Captain Picard kept a copy of the Globe Shakespeare on permanent display in his ready room and traded Shakespearean quotes with the omnipotent entity Q in the episode “Hide and Q.”
The Next Generation’s Shakespearean references served diegetic and nondiegetic functions.
In the fictional world, they helped define the character of Jean-Luc Picard as a cultured and civilized man.
In the “real” world they reinforced an aspect of the star’s image, reminding viewers that the actor still retained the cachet of a higher cultural form.
Cult Television and Control
Paradoxically, the very characteristics of cult television that create such tremendous overlap between character and actor also permitted Stewart to foreground the Shakespearean associations that would prove crucial in his post–Star Trek career.
Television producers wish to retain their lead actors throughout the run of a program, since the viewers’ strong identification with the characters is crucial to the success of a series.
Such strong viewer identification gives a certain power to the lead actors in cult television programs.
Producers, realizing that these actors face the potentially stultifying boredom of playing the same role week after endless week, grant them a degree of control over both story lines and dialogue.
Influence on Star Trek
Stewart talked “every day to [executive producer] Rick Berman about the scripts.

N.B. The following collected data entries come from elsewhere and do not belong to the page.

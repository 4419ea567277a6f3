//! 任务分发器
//!
//! 持有动态Worker池，按路由策略把任务分给单个Worker或广播给全部Worker，
//! 在挂起任务台账中关联异步回报的结果，最终给每个调用方恰好一个 `TaskResult`。
//!
//! 所有可变状态都由 [`Dispatcher`] 的单写者循环独占，外部只通过 [`DispatcherHandle`] 交互。

pub mod broadcast;
pub mod dispatcher;
pub mod ledger;
pub mod metrics_reporter;
pub mod registry;
pub mod scaler;
pub mod strategies;

#[cfg(test)]
mod strategies_test;

pub use dispatcher::{Dispatcher, DispatcherCommand, DispatcherHandle, DispatcherState};
pub use ledger::{PendingTaskEntry, PendingTaskLedger};
pub use metrics_reporter::MetricsReporter;
pub use registry::WorkerRegistry;
pub use scaler::{clamp_target, PoolScaler, MIN_POOL_SIZE};
pub use strategies::{DispatchStrategy, StrategySelector};
use std::sync::atomic::{AtomicU32, AtomicU64, Ordering};
use std::time::Duration;

use rand::Rng;
use router_config::models::WorkerConfig;
use router_core::{TaskResult, WorkItem, WorkerMetricsSnapshot};
use tokio::time::Instant;
use tracing::debug;

/// 模拟执行参数
#[derive(Debug, Clone)]
pub struct SimulationProfile {
    pub min_latency_ms: u64,
    pub max_latency_ms: u64,
    pub failure_rate: f64,
}

impl SimulationProfile {
    pub fn from_config(config: &WorkerConfig) -> Self {
        Self {
            min_latency_ms: config.min_latency_ms,
            max_latency_ms: config.max_latency_ms,
            failure_rate: config.failure_rate,
        }
    }

    /// 在 `[min, max]` 毫秒内均匀取样
    pub fn sample_latency(&self) -> Duration {
        let millis = if self.max_latency_ms <= self.min_latency_ms {
            self.min_latency_ms
        } else {
            rand::rng().random_range(self.min_latency_ms..=self.max_latency_ms)
        };
        Duration::from_millis(millis)
    }

    pub fn should_fail(&self) -> bool {
        rand::rng().random_bool(self.failure_rate.clamp(0.0, 1.0))
    }
}

impl From<&WorkerConfig> for SimulationProfile {
    fn from(config: &WorkerConfig) -> Self {
        Self::from_config(config)
    }
}

/// Worker运行统计
///
/// `current_load` 包含排队等待并发许可的工作项。
#[derive(Debug, Default)]
pub struct WorkerStats {
    tasks_processed: AtomicU64,
    total_processing_time_ms: AtomicU64,
    current_load: AtomicU32,
}

impl WorkerStats {
    pub fn new() -> Self {
        Self::default()
    }

    pub fn task_accepted(&self) {
        self.current_load.fetch_add(1, Ordering::Relaxed);
    }

    pub fn task_finished(&self, processing_time_ms: u64) {
        self.tasks_processed.fetch_add(1, Ordering::Relaxed);
        self.total_processing_time_ms
            .fetch_add(processing_time_ms, Ordering::Relaxed);
        self.release();
    }

    /// 工作项被中止，不计入已处理数
    pub fn task_aborted(&self) {
        self.release();
    }

    fn release(&self) {
        let _ = self
            .current_load
            .fetch_update(Ordering::Relaxed, Ordering::Relaxed, |load| {
                Some(load.saturating_sub(1))
            });
    }

    pub fn tasks_processed(&self) -> u64 {
        self.tasks_processed.load(Ordering::Relaxed)
    }

    pub fn current_load(&self) -> u32 {
        self.current_load.load(Ordering::Relaxed)
    }

    pub fn avg_processing_time_ms(&self) -> f64 {
        let processed = self.tasks_processed();
        if processed == 0 {
            return 0.0;
        }
        self.total_processing_time_ms.load(Ordering::Relaxed) as f64 / processed as f64
    }

    pub fn snapshot(&self, worker_id: &str, is_available: bool) -> WorkerMetricsSnapshot {
        WorkerMetricsSnapshot {
            worker_id: worker_id.to_string(),
            tasks_processed: self.tasks_processed(),
            current_load: self.current_load(),
            avg_processing_time_ms: self.avg_processing_time_ms(),
            is_available,
        }
    }
}

/// 模拟执行一个工作项
///
/// 耗时从获得并发许可后开始计算，排队时间不计入 `processing_time_ms`。
pub async fn simulate(worker_id: &str, item: &WorkItem, profile: &SimulationProfile) -> TaskResult {
    let latency = profile.sample_latency();
    let failed = profile.should_fail();
    let started = Instant::now();

    tokio::time::sleep(latency).await;

    let elapsed_ms = started.elapsed().as_millis() as u64;
    debug!(
        worker_id = worker_id,
        task_id = %item.task_id,
        elapsed_ms,
        failed,
        "模拟任务执行完成"
    );

    if failed {
        TaskResult {
            processing_time_ms: elapsed_ms,
            ..TaskResult::failure(
                item.task_id.as_str(),
                format!("Simulated failure on {worker_id}"),
            )
        }
    } else {
        TaskResult::success(
            item.task_id.as_str(),
            format!("Processed by {worker_id}"),
            elapsed_ms,
        )
    }
}

#[cfg(test)]
mod tests {
    use super::*;
    use router_core::TaskPriority;
    use serde_json::json;

    fn profile(min: u64, max: u64, failure_rate: f64) -> SimulationProfile {
        SimulationProfile {
            min_latency_ms: min,
            max_latency_ms: max,
            failure_rate,
        }
    }

    fn item() -> WorkItem {
        WorkItem {
            task_id: "t-1".to_string(),
            payload: json!({"n": 1}),
            priority: TaskPriority::Normal,
        }
    }

    #[test]
    fn test_latency_stays_in_range() {
        let profile = profile(10, 20, 0.0);
        for _ in 0..200 {
            let latency = profile.sample_latency();
            assert!(latency >= Duration::from_millis(10));
            assert!(latency <= Duration::from_millis(20));
        }
        assert_eq!(self::profile(30, 5, 0.0).sample_latency(), Duration::from_millis(30));
    }

    #[test]
    fn test_failure_rate_extremes() {
        assert!((0..100).all(|_| !profile(0, 0, 0.0).should_fail()));
        assert!((0..100).all(|_| profile(0, 0, 1.0).should_fail()));
    }

    #[test]
    fn test_stats_accounting() {
        let stats = WorkerStats::new();
        stats.task_accepted();
        stats.task_accepted();
        stats.task_accepted();
        assert_eq!(stats.current_load(), 3);

        stats.task_finished(10);
        stats.task_finished(30);
        stats.task_aborted();

        let snapshot = stats.snapshot("w", true);
        assert_eq!(snapshot.tasks_processed, 2);
        assert_eq!(snapshot.current_load, 0);
        assert_eq!(snapshot.avg_processing_time_ms, 20.0);

        stats.task_aborted();
        assert_eq!(stats.current_load(), 0);
    }

    #[tokio::test(start_paused = true)]
    async fn test_simulate_reports_elapsed_time() {
        let result = simulate("worker-1", &item(), &profile(50, 50, 0.0)).await;
        assert!(result.success);
        assert_eq!(result.task_id, "t-1");
        assert_eq!(result.processing_time_ms, 50);
        assert_eq!(result.message, "Processed by worker-1");

        let failed = simulate("worker-1", &item(), &profile(5, 5, 1.0)).await;
        assert!(!failed.success);
        assert_eq!(failed.processing_time_ms, 5);
        assert_eq!(failed.message, "Simulated failure on worker-1");
    }
}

And he was always tremendously supportive of what I was trying to do, encouraging.”
Stewart’s involvement in the production process meant that any scene of any substance that he played throughout the seven years would somewhere in it some tweakings or fine tunings from me.

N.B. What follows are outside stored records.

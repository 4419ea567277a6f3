use metrics::{counter, gauge, histogram, Counter, Gauge, Histogram};
use router_core::DispatchMode;
use tracing::debug;

/// 路由器运行指标
///
/// 未安装全局recorder时所有记录都是空操作。
pub struct MetricsCollector {
    tasks_rejected_total: Counter,
    broadcasts_total: Counter,
    worker_pool_size: Gauge,
    tasks_in_progress: Gauge,
    task_processing_time: Histogram,
    scale_events_total: Counter,
    pending_tasks_evicted_total: Counter,
    late_results_total: Counter,
}

impl MetricsCollector {
    pub fn new() -> Self {
        Self {
            tasks_rejected_total: counter!("router_tasks_rejected_total"),
            broadcasts_total: counter!("router_broadcasts_total"),
            worker_pool_size: gauge!("router_worker_pool_size"),
            tasks_in_progress: gauge!("router_tasks_in_progress"),
            task_processing_time: histogram!("router_task_processing_time_ms"),
            scale_events_total: counter!("router_scale_events_total"),
            pending_tasks_evicted_total: counter!("router_pending_tasks_evicted_total"),
            late_results_total: counter!("router_late_results_total"),
        }
    }

    pub fn record_task_submitted(&self, mode: DispatchMode, strategy: &'static str) {
        counter!("router_tasks_submitted_total", "mode" => mode.as_str(), "strategy" => strategy)
            .increment(1);
        if mode == DispatchMode::Broadcast {
            self.broadcasts_total.increment(1);
        }
    }

    pub fn record_task_completed(
        &self,
        mode: DispatchMode,
        success: bool,
        processing_time_ms: u64,
    ) {
        if success {
            counter!("router_tasks_completed_total", "mode" => mode.as_str()).increment(1);
        } else {
            counter!("router_tasks_failed_total", "mode" => mode.as_str()).increment(1);
        }
        self.task_processing_time.record(processing_time_ms as f64);
    }

    /// 没有可用Worker或任务ID重复时立即拒绝
    pub fn record_task_rejected(&self, reason: &str) {
        self.tasks_rejected_total.increment(1);
        debug!(reason = reason, "任务被拒绝");
    }

    pub fn record_scale(&self, new_size: usize) {
        self.scale_events_total.increment(1);
        self.worker_pool_size.set(new_size as f64);
    }

    pub fn update_pool_size(&self, size: usize) {
        self.worker_pool_size.set(size as f64);
    }

    pub fn update_tasks_in_progress(&self, count: usize) {
        self.tasks_in_progress.set(count as f64);
    }

    pub fn record_pending_evicted(&self, count: usize) {
        self.pending_tasks_evicted_total.increment(count as u64);
    }

    pub fn record_late_result(&self) {
        self.late_results_total.increment(1);
    }
}

impl Default for MetricsCollector {
    fn default() -> Self {
        Self::new()
    }
}
use serde::{Deserialize, Serialize};

/// Worker指标快照
///
/// 按需刷新而非持续推送。没有快照的Worker按 `current_load = 0` 处理。
#[derive(Debug, Clone, Serialize, Deserialize, PartialEq)]
pub struct WorkerMetricsSnapshot {
    pub worker_id: String,
    pub tasks_processed: u64,
    pub current_load: u32,
    pub avg_processing_time_ms: f64,
    pub is_available: bool,
}

impl WorkerMetricsSnapshot {
    /// 尚未查询过的Worker使用的默认快照
    pub fn unknown(worker_id: impl Into<String>) -> Self {
        Self {
            worker_id: worker_id.into(),
            tasks_processed: 0,
            current_load: 0,
            avg_processing_time_ms: 0.0,
            is_available: true,
        }
    }
}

The holodeck, the virtual reality computer program, gave Stewart the chance to lecture about Shakespeare to millions of viewers who might never attend a theatrical performance.
Stewart's Sex Appeal
As we have seen, “Englishness” and “Shakespeareanness” form key elements of Patrick Stewart’s star image, both making him extraordinary relative to other performers in American cult television, but from the actor’s own perspective the most extraordinary element of his image may be his widely discussed sex appeal.
Ellis says, “[T]he star is at once ordinary and extraordinary, available for desire and unobtainable,” but argues that television reduces “the extraordinariness of its performers, and their status as figures of an equivocal attraction and identification by viewers both male and female.”

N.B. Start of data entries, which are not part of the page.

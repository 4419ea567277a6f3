use std::sync::Arc;

use axum::{
    body::{to_bytes, Body},
    http::{Method, Request, StatusCode},
    Router,
};
use router_api::create_app;
use router_config::models::{ApiConfig, DispatcherConfig};
use router_core::{RoutingStrategy, TaskRouterService};
use router_dispatcher::{Dispatcher, DispatcherHandle};
use router_testing_utils::{ScriptedWorkerFactory, WorkerScript};
use serde_json::{json, Value};
use tower::ServiceExt;

fn setup(pool_size: usize, factory: ScriptedWorkerFactory) -> (Router, DispatcherHandle) {
    let config = DispatcherConfig {
        initial_pool_size: pool_size,
        routing_strategy: RoutingStrategy::RoundRobin,
        ..DispatcherConfig::default()
    };
    let handle = Dispatcher::spawn(config, Arc::new(factory));
    let app = create_app(Arc::new(handle.clone()), &ApiConfig::default());
    (app, handle)
}

async fn call(app: &Router, method: Method, uri: &str, body: Option<Value>) -> (StatusCode, Value) {
    let request = Request::builder().method(method).uri(uri);
    let request = match body {
        Some(body) => request
            .header("content-type", "application/json")
            .body(Body::from(body.to_string()))
            .unwrap(),
        None => request.body(Body::empty()).unwrap(),
    };

    let response = app.clone().oneshot(request).await.unwrap();
    let status = response.status();
    let bytes = to_bytes(response.into_body(), usize::MAX).await.unwrap();
    let value = if bytes.is_empty() {
        Value::Null
    } else {
        serde_json::from_slice(&bytes).unwrap_or(Value::Null)
    };
    (status, value)
}

#[tokio::test]
async fn test_health_endpoint() {
    let (app, _handle) = setup(1, ScriptedWorkerFactory::succeeding());

    let (status, body) = call(&app, Method::GET, "/health", None).await;
    assert_eq!(status, StatusCode::OK);
    assert_eq!(body["status"], "ok");
    assert_eq!(body["service"], "task-router");
}

#[tokio::test]
async fn test_submit_task_with_explicit_id() {
    let (app, _handle) = setup(2, ScriptedWorkerFactory::succeeding());

    let (status, body) = call(
        &app,
        Method::POST,
        "/api/tasks",
        Some(json!({"id": "order-1", "payload": {"sku": 42}, "priority": "HIGH"})),
    )
    .await;

    assert_eq!(status, StatusCode::OK);
    assert_eq!(body["success"], true);
    assert_eq!(body["data"]["task_id"], "order-1");
    assert_eq!(body["data"]["success"], true);
    assert!(body["timestamp"].is_string());
}

#[tokio::test]
async fn test_submit_task_generates_id() {
    let (app, _handle) = setup(1, ScriptedWorkerFactory::succeeding());

    let (status, body) = call(&app, Method::POST, "/api/tasks", Some(json!({"payload": 1}))).await;

    assert_eq!(status, StatusCode::OK);
    let task_id = body["data"]["task_id"].as_str().unwrap();
    assert!(uuid::Uuid::parse_str(task_id).is_ok());
}

#[tokio::test]
async fn test_submit_task_without_workers_reports_failure_in_body() {
    let (app, _handle) = setup(0, ScriptedWorkerFactory::succeeding());

    let (status, body) = call(&app, Method::POST, "/api/tasks", Some(json!({"id": "x"}))).await;

    assert_eq!(status, StatusCode::OK);
    assert_eq!(body["data"]["success"], false);
    assert_eq!(body["data"]["message"], "No available workers");
}

#[tokio::test]
async fn test_broadcast_endpoint() {
    let factory = ScriptedWorkerFactory::succeeding().with_script("worker-2", WorkerScript::fail());
    let (app, _handle) = setup(3, factory);

    let (status, body) = call(
        &app,
        Method::POST,
        "/api/tasks/broadcast",
        Some(json!({"id": "vote"})),
    )
    .await;

    assert_eq!(status, StatusCode::OK);
    assert_eq!(body["data"]["success"], true);
    assert_eq!(body["data"]["message"], "2 out of 3 workers succeeded");
}

#[tokio::test]
async fn test_scale_and_list_workers() {
    let (app, _handle) = setup(2, ScriptedWorkerFactory::succeeding());

    let (status, body) = call(
        &app,
        Method::POST,
        "/api/workers/scale",
        Some(json!({"delta": 1})),
    )
    .await;
    assert_eq!(status, StatusCode::OK);
    assert_eq!(body["data"]["new_size"], 3);
    assert_eq!(body["message"], "Scaled worker pool from 2 to 3 workers");

    let (status, body) = call(&app, Method::GET, "/api/workers", None).await;
    assert_eq!(status, StatusCode::OK);
    assert_eq!(body["data"].as_array().unwrap().len(), 3);
}

#[tokio::test]
async fn test_scale_beyond_i32_range_is_clamped() {
    let (app, _handle) = setup(5, ScriptedWorkerFactory::succeeding());

    let (status, body) = call(
        &app,
        Method::POST,
        "/api/workers/scale",
        Some(json!({"delta": -5_000_000_000_i64})),
    )
    .await;
    assert_eq!(status, StatusCode::OK);
    assert_eq!(body["data"]["success"], true);
    assert_eq!(body["data"]["new_size"], 1);

    let (status, body) = call(
        &app,
        Method::POST,
        "/api/workers/scale",
        Some(json!({"delta": 5_000_000_000_i64})),
    )
    .await;
    assert_eq!(status, StatusCode::OK);
    assert_eq!(body["data"]["new_size"], 100);
}

#[tokio::test]
async fn test_metrics_endpoint() {
    let (app, _handle) = setup(2, ScriptedWorkerFactory::succeeding());
    call(&app, Method::POST, "/api/tasks", Some(json!({"id": "m-1"}))).await;

    let (status, body) = call(&app, Method::GET, "/api/metrics", None).await;
    assert_eq!(status, StatusCode::OK);
    assert_eq!(body["data"]["total_tasks_processed"], 1);
    assert_eq!(body["data"]["worker_count"], 2);
    assert_eq!(body["data"]["routing_strategy"], "round_robin");
}

#[tokio::test]
async fn test_change_strategy() {
    let (app, handle) = setup(2, ScriptedWorkerFactory::succeeding());

    let (status, body) = call(
        &app,
        Method::PUT,
        "/api/strategy",
        Some(json!({"strategy": "least-loaded"})),
    )
    .await;
    assert_eq!(status, StatusCode::OK);
    assert_eq!(body["data"]["previous"], "round_robin");
    assert_eq!(body["data"]["current"], "least_loaded");

    let metrics = handle.get_metrics().await.unwrap();
    assert_eq!(metrics.routing_strategy, RoutingStrategy::LeastLoaded);

    let (status, body) = call(
        &app,
        Method::PUT,
        "/api/strategy",
        Some(json!({"strategy": "fastest"})),
    )
    .await;
    assert_eq!(status, StatusCode::BAD_REQUEST);
    assert_eq!(body["error"]["type"], "INVALID_STRATEGY");
}

#[tokio::test]
async fn test_slow_request_times_out() {
    let config = DispatcherConfig {
        initial_pool_size: 1,
        ..DispatcherConfig::default()
    };
    let handle = Dispatcher::spawn(
        config,
        Arc::new(ScriptedWorkerFactory::new(WorkerScript::silent())),
    );
    let api_config = ApiConfig {
        request_timeout_seconds: 1,
        ..ApiConfig::default()
    };
    let app = create_app(Arc::new(handle), &api_config);

    let (status, _) = call(&app, Method::POST, "/api/tasks", Some(json!({"id": "slow"}))).await;
    assert_eq!(status, StatusCode::REQUEST_TIMEOUT);
}

#[tokio::test]
async fn test_stopped_dispatcher_returns_unavailable() {
    let (app, handle) = setup(1, ScriptedWorkerFactory::succeeding());
    handle.shutdown().await.unwrap();

    let (status, body) = call(&app, Method::POST, "/api/tasks", Some(json!({"id": "late"}))).await;
    assert_eq!(status, StatusCode::SERVICE_UNAVAILABLE);
    assert_eq!(body["error"]["type"], "DISPATCHER_STOPPED");
}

Poster's expectation of becoming tongue-tied and swooning contradicts Ellis’s and Marshall’s assertions that the domestic nature of television renders its stars familiar and ordinary.
Summary
This essay has sought to show:
Cult television’s modes of production, distribution, and reception have conflated actor Patrick Stewart with character Jean-Luc Picard to a greater degree than usual even on television.
Nonetheless, Stewart has managed to some extent to free himself from Picard.
It is Stewart’s extraordinariness in the realm of American television with regard to his Englishness, Shakespeareanness, and sexiness that has opened up a distance between him and his fictional alter ego.
Therefore, contra both Ellis and Marshall, ordinariness and familiarity does not, in all cases at least, account for television’s conflation of actor and character.
Patrick Stewart is both conflated with his character and extraordinary.
The Logic of Capitalism
In the last two months of 1998, disparate and conflicting representations of Stewart circulated simultaneously.
The Ride Down Mt. Morgan approached the end of its initial off-Broadway run, while Dreamworks Studios and Paramount shifted their respective publicity machines into high gear for two major film releases, The Prince of Egypt and Star Trek: Insurrection.
Dreamworks publicity invoked the British actor image since The Prince of Egypt followed a long-standing tradition of casting Brits as the bad guys in historical films.
Paramount’s intense publicity spotlighted Stewart’s cult television connections, casting the other images into the shadows.
Paramount’s publicity and marketing juggernaut ensured that during late 1998 at least, Patrick Stewart was, if not Jean-Luc Picard and nothing else at all, primarily Jean-Luc Picard.